-- Opening Marker --
//! Resolver registry and the per-job action chain.

use odfgen_core::{Error, Exporter, Job, JobOutput, Result};
use std::collections::HashMap;
use std::fmt;
use std::sync::Arc;
use tracing::{debug, warn};

/// Action name to exporter mapping. Filled before a run, read-only during it.
#[derive(Clone, Default)]
pub struct ResolverRegistry {
    resolvers: HashMap<String, Arc<dyn Exporter>>,
}

impl ResolverRegistry {
    pub fn new() -> Self {
        Self::default()
    }

    /// Register `exporter` under `name`, replacing any previous entry.
    pub fn register(&mut self, name: impl Into<String>, exporter: Arc<dyn Exporter>) {
        self.resolvers.insert(name.into(), exporter);
    }

    pub fn get(&self, name: &str) -> Option<&Arc<dyn Exporter>> {
        self.resolvers.get(name)
    }

    pub fn contains(&self, name: &str) -> bool {
        self.resolvers.contains_key(name)
    }

    pub fn names(&self) -> Vec<&str> {
        let mut names: Vec<&str> = self.resolvers.keys().map(String::as_str).collect();
        names.sort_unstable();
        names
    }

    pub fn len(&self) -> usize {
        self.resolvers.len()
    }

    pub fn is_empty(&self) -> bool {
        self.resolvers.is_empty()
    }
}

impl fmt::Debug for ResolverRegistry {
    fn fmt(&self, f: &mut fmt::Formatter<'_>) -> fmt::Result {
        f.debug_struct("ResolverRegistry")
            .field("resolvers", &self.names())
            .finish()
    }
}

/// Runs a job's actions in order, each consuming the next unconsumed result.
pub struct ResolverChain<'a> {
    registry: &'a ResolverRegistry,
}

impl<'a> ResolverChain<'a> {
    pub fn new(registry: &'a ResolverRegistry) -> Self {
        Self { registry }
    }

    /// Run every action of `job`, appending each output to `job.results`.
    ///
    /// Actions without a registered resolver are skipped without consuming
    /// a result and recorded in `job.skipped_actions`. The first failing
    /// action stops the chain; outputs produced before it stay on the job.
    pub async fn run(&self, job: &mut Job) -> Result<()> {
        let mut index = 0;
        let actions = job.actions.clone();

        for action in &actions {
            let Some(exporter) = self.registry.get(action) else {
                warn!(job_id = %job.id, action = %action, "No resolver registered, skipping action");
                job.skipped_actions.push(action.clone());
                continue;
            };

            let effective = job.parameters.for_action(action);
            let (file, parameters) = match job.results.get(index) {
                Some(JobOutput::File(file)) => (file.clone(), effective),
                Some(JobOutput::Exported(output)) => (
                    output.file.clone(),
                    effective.merged_with(&output.parameters),
                ),
                None => {
                    return Err(Error::Internal(format!(
                        "action {} has no input: {} results for index {}",
                        action,
                        job.results.len(),
                        index
                    )));
                }
            };

            debug!(job_id = %job.id, action = %action, exporter = exporter.name(), file = %file.display(), "Running action");
            let output = exporter.process(&file, &parameters).await?;
            job.results.push(JobOutput::Exported(output));
            job.touch();
            index += 1;
        }

        Ok(())
    }
}

#[cfg(test)]
mod tests {
    use super::*;
    use async_trait::async_trait;
    use odfgen_core::{ExportOutput, Parameters};
    use serde_json::{Value, json};
    use std::path::{Path, PathBuf};
    use std::sync::Mutex;

    /// Records every call and returns `<input>.<suffix>` as the transformed file.
    struct RecordingExporter {
        suffix: &'static str,
        calls: Mutex<Vec<(PathBuf, Parameters)>>,
    }

    impl RecordingExporter {
        fn new(suffix: &'static str) -> Arc<Self> {
            Arc::new(Self {
                suffix,
                calls: Mutex::new(Vec::new()),
            })
        }
    }

    #[async_trait]
    impl Exporter for RecordingExporter {
        fn name(&self) -> &str {
            "recording"
        }

        async fn process(&self, file: &Path, parameters: &Parameters) -> Result<ExportOutput> {
            self.calls
                .lock()
                .unwrap()
                .push((file.to_path_buf(), parameters.clone()));
            let transformed = format!("{}.{}", file.display(), self.suffix);
            Ok(ExportOutput {
                file: PathBuf::from(&transformed),
                parameters: Parameters::new().with("transformed", transformed),
            })
        }
    }

    struct FailingExporter;

    #[async_trait]
    impl Exporter for FailingExporter {
        fn name(&self) -> &str {
            "failing"
        }

        async fn process(&self, _file: &Path, _parameters: &Parameters) -> Result<ExportOutput> {
            Err(Error::Remote("conversion service unavailable".to_string()))
        }
    }

    fn job_with_results(actions: &[&str]) -> Job {
        let mut job = Job::new("j1", "t.odt", "/tmp/w", "/tmp/out", "doc");
        for action in actions {
            job = job.with_action(*action);
        }
        job.results.push(JobOutput::File(PathBuf::from("/tmp/out/doc.odt")));
        job
    }

    #[tokio::test]
    async fn test_missing_resolver_is_skipped_without_advancing() {
        let b = RecordingExporter::new("pdf");
        let mut registry = ResolverRegistry::new();
        registry.register("b", b.clone());

        let mut job = job_with_results(&["a", "b"]);
        ResolverChain::new(&registry).run(&mut job).await.unwrap();

        assert_eq!(job.skipped_actions, vec!["a"]);
        let calls = b.calls.lock().unwrap();
        assert_eq!(calls.len(), 1);
        assert_eq!(calls[0].0, PathBuf::from("/tmp/out/doc.odt"));
        assert_eq!(job.results.len(), 2);
    }

    #[tokio::test]
    async fn test_dedicated_parameters_and_fragment_merge() {
        let first = RecordingExporter::new("pdf");
        let second = RecordingExporter::new("zip");
        let mut registry = ResolverRegistry::new();
        registry.register("pdf", first.clone());
        registry.register("zip", second.clone());

        let parameters: Parameters = serde_json::from_value(json!({
            "pdf": { "format": "pdf" },
            "transformed": "shared-default",
            "level": 9,
        }))
        .unwrap();
        let mut job = job_with_results(&["pdf", "zip"]).with_parameters(parameters);

        ResolverChain::new(&registry).run(&mut job).await.unwrap();

        let first_calls = first.calls.lock().unwrap();
        assert_eq!(first_calls[0].1.get("format"), Some(&Value::from("pdf")));
        assert!(!first_calls[0].1.contains_key("level"));

        // No dedicated entry: whole mapping, with the upstream fragment winning.
        let second_calls = second.calls.lock().unwrap();
        assert_eq!(second_calls[0].0, PathBuf::from("/tmp/out/doc.odt.pdf"));
        assert_eq!(
            second_calls[0].1.get("transformed"),
            Some(&Value::from("/tmp/out/doc.odt.pdf"))
        );
        assert_eq!(second_calls[0].1.get("level"), Some(&Value::from(9)));

        assert_eq!(job.results.len(), 3);
        assert_eq!(
            job.results[2].file(),
            &PathBuf::from("/tmp/out/doc.odt.pdf.zip")
        );
    }

    #[tokio::test]
    async fn test_failure_stops_chain_and_keeps_partial_results() {
        let first = RecordingExporter::new("pdf");
        let last = RecordingExporter::new("zip");
        let mut registry = ResolverRegistry::new();
        registry.register("pdf", first.clone());
        registry.register("broken", Arc::new(FailingExporter));
        registry.register("zip", last.clone());

        let mut job = job_with_results(&["pdf", "broken", "zip"]);
        let err = ResolverChain::new(&registry).run(&mut job).await.unwrap_err();

        assert!(matches!(err, Error::Remote(_)));
        assert_eq!(job.results.len(), 2);
        assert!(last.calls.lock().unwrap().is_empty());
    }

    #[test]
    fn test_registry_names_sorted() {
        let mut registry = ResolverRegistry::new();
        registry.register("zip", RecordingExporter::new("zip"));
        registry.register("pdf", RecordingExporter::new("pdf"));
        assert_eq!(registry.names(), vec!["pdf", "zip"]);
        assert!(registry.contains("pdf"));
        assert_eq!(registry.len(), 2);
        assert!(format!("{:?}", registry).contains("pdf"));
    }
}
-- Closing Marker --
--- Task objective ---
Retype the data in full, precisely as given.

--- Response below ---
//! Resolver registry and the per-job action chain.

use odfgen_core::{Error, Exporter, Job, JobOutput, Result};
use std::collections::HashMap;
use std::fmt;
use std::sync::Arc;
use tracing::{debug, warn};

/// Action name to exporter mapping. Filled before a run, read-only during it.
#[derive(Clone, Default)]
pub struct ResolverRegistry {
    resolvers: HashMap<String, Arc<dyn Exporter>>,
}

impl ResolverRegistry {
    pub fn new() -> Self {
        Self::default()
    }

    /// Register `exporter` under `name`, replacing any previous entry.
    pub fn register(&mut self, name: impl Into<String>, exporter: Arc<dyn Exporter>) {
        self.resolvers.insert(name.into(), exporter);
    }

    pub fn get(&self, name: &str) -> Option<&Arc<dyn Exporter>> {
        self.resolvers.get(name)
    }

    pub fn contains(&self, name: &str) -> bool {
        self.resolvers.contains_key(name)
    }

    pub fn names(&self) -> Vec<&str> {
        let mut names: Vec<&str> = self.resolvers.keys().map(String::as_str).collect();
        names.sort_unstable();
        names
    }

    pub fn len(&self) -> usize {
        self.resolvers.len()
    }

    pub fn is_empty(&self) -> bool {
        self.resolvers.is_empty()
    }
}

impl fmt::Debug for ResolverRegistry {
    fn fmt(&self, f: &mut fmt::Formatter<'_>) -> fmt::Result {
        f.debug_struct("ResolverRegistry")
            .field("resolvers", &self.names())
            .finish()
    }
}

/// Runs a job's actions in order, each consuming the next unconsumed result.
pub struct ResolverChain<'a> {
    registry: &'a ResolverRegistry,
}

impl<'a> ResolverChain<'a> {
    pub fn new(registry: &'a ResolverRegistry) -> Self {
        Self { registry }
    }

    /// Run every action of `job`, appending each output to `job.results`.
    ///
    /// Actions without a registered resolver are skipped without consuming
    /// a result and recorded in `job.skipped_actions`. The first failing
    /// action stops the chain; outputs produced before it stay on the job.
    pub async fn run(&self, job: &mut Job) -> Result<()> {
        let mut index = 0;
        let actions = job.actions.clone();

        for action in &actions {
            let Some(exporter) = self.registry.get(action) else {
                warn!(job_id = %job.id, action = %action, "No resolver registered, skipping action");
                job.skipped_actions.push(action.clone());
                continue;
            };

            let effective = job.parameters.for_action(action);
            let (file, parameters) = match job.results.get(index) {
                Some(JobOutput::File(file)) => (file.clone(), effective),
                Some(JobOutput::Exported(output)) => (
                    output.file.clone(),
                    effective.merged_with(&output.parameters),
                ),
                None => {
                    return Err(Error::Internal(format!(
                        "action {} has no input: {} results for index {}",
                        action,
                        job.results.len(),
                        index
                    )));
                }
            };

            debug!(job_id = %job.id, action = %action, exporter = exporter.name(), file = %file.display(), "Running action");
            let output = exporter.process(&file, &parameters).await?;
            job.results.push(JobOutput::Exported(output));
            job.touch();
            index += 1;
        }

        Ok(())
    }
}

#[cfg(test)]
mod tests {
    use super::*;
    use async_trait::async_trait;
    use odfgen_core::{ExportOutput, Parameters};
    use serde_json::{Value, json};
    use std::path::{Path, PathBuf};
    use std::sync::Mutex;

    /// Records every call and returns `<input>.<suffix>` as the transformed file.
    struct RecordingExporter {
        suffix: &'static str,
        calls: Mutex<Vec<(PathBuf, Parameters)>>,
    }

    impl RecordingExporter {
        fn new(suffix: &'static str) -> Arc<Self> {
            Arc::new(Self {
                suffix,
                calls: Mutex::new(Vec::new()),
            })
        }
    }

    #[async_trait]
    impl Exporter for RecordingExporter {
        fn name(&self) -> &str {
            "recording"
        }

        async fn process(&self, file: &Path, parameters: &Parameters) -> Result<ExportOutput> {
            self.calls
                .lock()
                .unwrap()
                .push((file.to_path_buf(), parameters.clone()));
            let transformed = format!("{}.{}", file.display(), self.suffix);
            Ok(ExportOutput {
                file: PathBuf::from(&transformed),
                parameters: Parameters::new().with("transformed", transformed),
            })
        }
    }

    struct FailingExporter;

    #[async_trait]
    impl Exporter for FailingExporter {
        fn name(&self) -> &str {
            "failing"
        }

        async fn process(&self, _file: &Path, _parameters: &Parameters) -> Result<ExportOutput> {
            Err(Error::Remote("conversion service unavailable".to_string()))
        }
    }

    fn job_with_results(actions: &[&str]) -> Job {
        let mut job = Job::new("j1", "t.odt", "/tmp/w", "/tmp/out", "doc");
        for action in actions {
            job = job.with_action(*action);
        }
        job.results.push(JobOutput::File(PathBuf::from("/tmp/out/doc.odt")));
        job
    }

    #[tokio::test]
    async fn test_missing_resolver_is_skipped_without_advancing() {
        let b = RecordingExporter::new("pdf");
        let mut registry = ResolverRegistry::new();
        registry.register("b", b.clone());

        let mut job = job_with_results(&["a", "b"]);
        ResolverChain::new(&registry).run(&mut job).await.unwrap();

        assert_eq!(job.skipped_actions, vec!["a"]);
        let calls = b.calls.lock().unwrap();
        assert_eq!(calls.len(), 1);
        assert_eq!(calls[0].0, PathBuf::from("/tmp/out/doc.odt"));
        assert_eq!(job.results.len(), 2);
    }

    #[tokio::test]
    async fn test_dedicated_parameters_and_fragment_merge() {
        let first = RecordingExporter::new("pdf");
        let second = RecordingExporter::new("zip");
        let mut registry = ResolverRegistry::new();
        registry.register("pdf", first.clone());
        registry.register("zip", second.clone());

        let parameters: Parameters = serde_json::from_value(json!({
            "pdf": { "format": "pdf" },
            "transformed": "shared-default",
            "level": 9,
        }))
        .unwrap();
        let mut job = job_with_results(&["pdf", "zip"]).with_parameters(parameters);

        ResolverChain::new(&registry).run(&mut job).await.unwrap();

        let first_calls = first.calls.lock().unwrap();
        assert_eq!(first_calls[0].1.get("format"), Some(&Value::from("pdf")));
        assert!(!first_calls[0].1.contains_key("level"));

        // No dedicated entry: whole mapping, with the upstream fragment winning.
        let second_calls = second.calls.lock().unwrap();
        assert_eq!(second_calls[0].0, PathBuf::from("/tmp/out/doc.odt.pdf"));
        assert_eq!(
            second_calls[0].1.get("transformed"),
            Some(&Value::from("/tmp/out/doc.odt.pdf"))
        );
        assert_eq!(second_calls[0].1.get("level"), Some(&Value::from(9)));

        assert_eq!(job.results.len(), 3);
        assert_eq!(
            job.results[2].file(),
            &PathBuf::from("/tmp/out/doc.odt.pdf.zip")
        );
    }

    #[tokio::test]
    async fn test_failure_stops_chain_and_keeps_partial_results() {
        let first = RecordingExporter::new("pdf");
        let last = RecordingExporter::new("zip");
        let mut registry = ResolverRegistry::new();
        registry.register("pdf", first.clone());
        registry.register("broken", Arc::new(FailingExporter));
        registry.register("zip", last.clone());

        let mut job = job_with_results(&["pdf", "broken", "zip"]);
        let err = ResolverChain::new(&registry).run(&mut job).await.unwrap_err();

        assert!(matches!(err, Error::Remote(_)));
        assert_eq!(job.results.len(), 2);
        assert!(last.calls.lock().unwrap().is_empty());
    }

    #[test]
    fn test_registry_names_sorted() {
        let mut registry = ResolverRegistry::new();
        registry.register("zip", RecordingExporter::new("zip"));
        registry.register("pdf", RecordingExporter::new("pdf"));
        assert_eq!(registry.names(), vec!["pdf", "zip"]);
        assert!(registry.contains("pdf"));
        assert_eq!(registry.len(), 2);
        assert!(format!("{:?}", registry).contains("pdf"));
    }
}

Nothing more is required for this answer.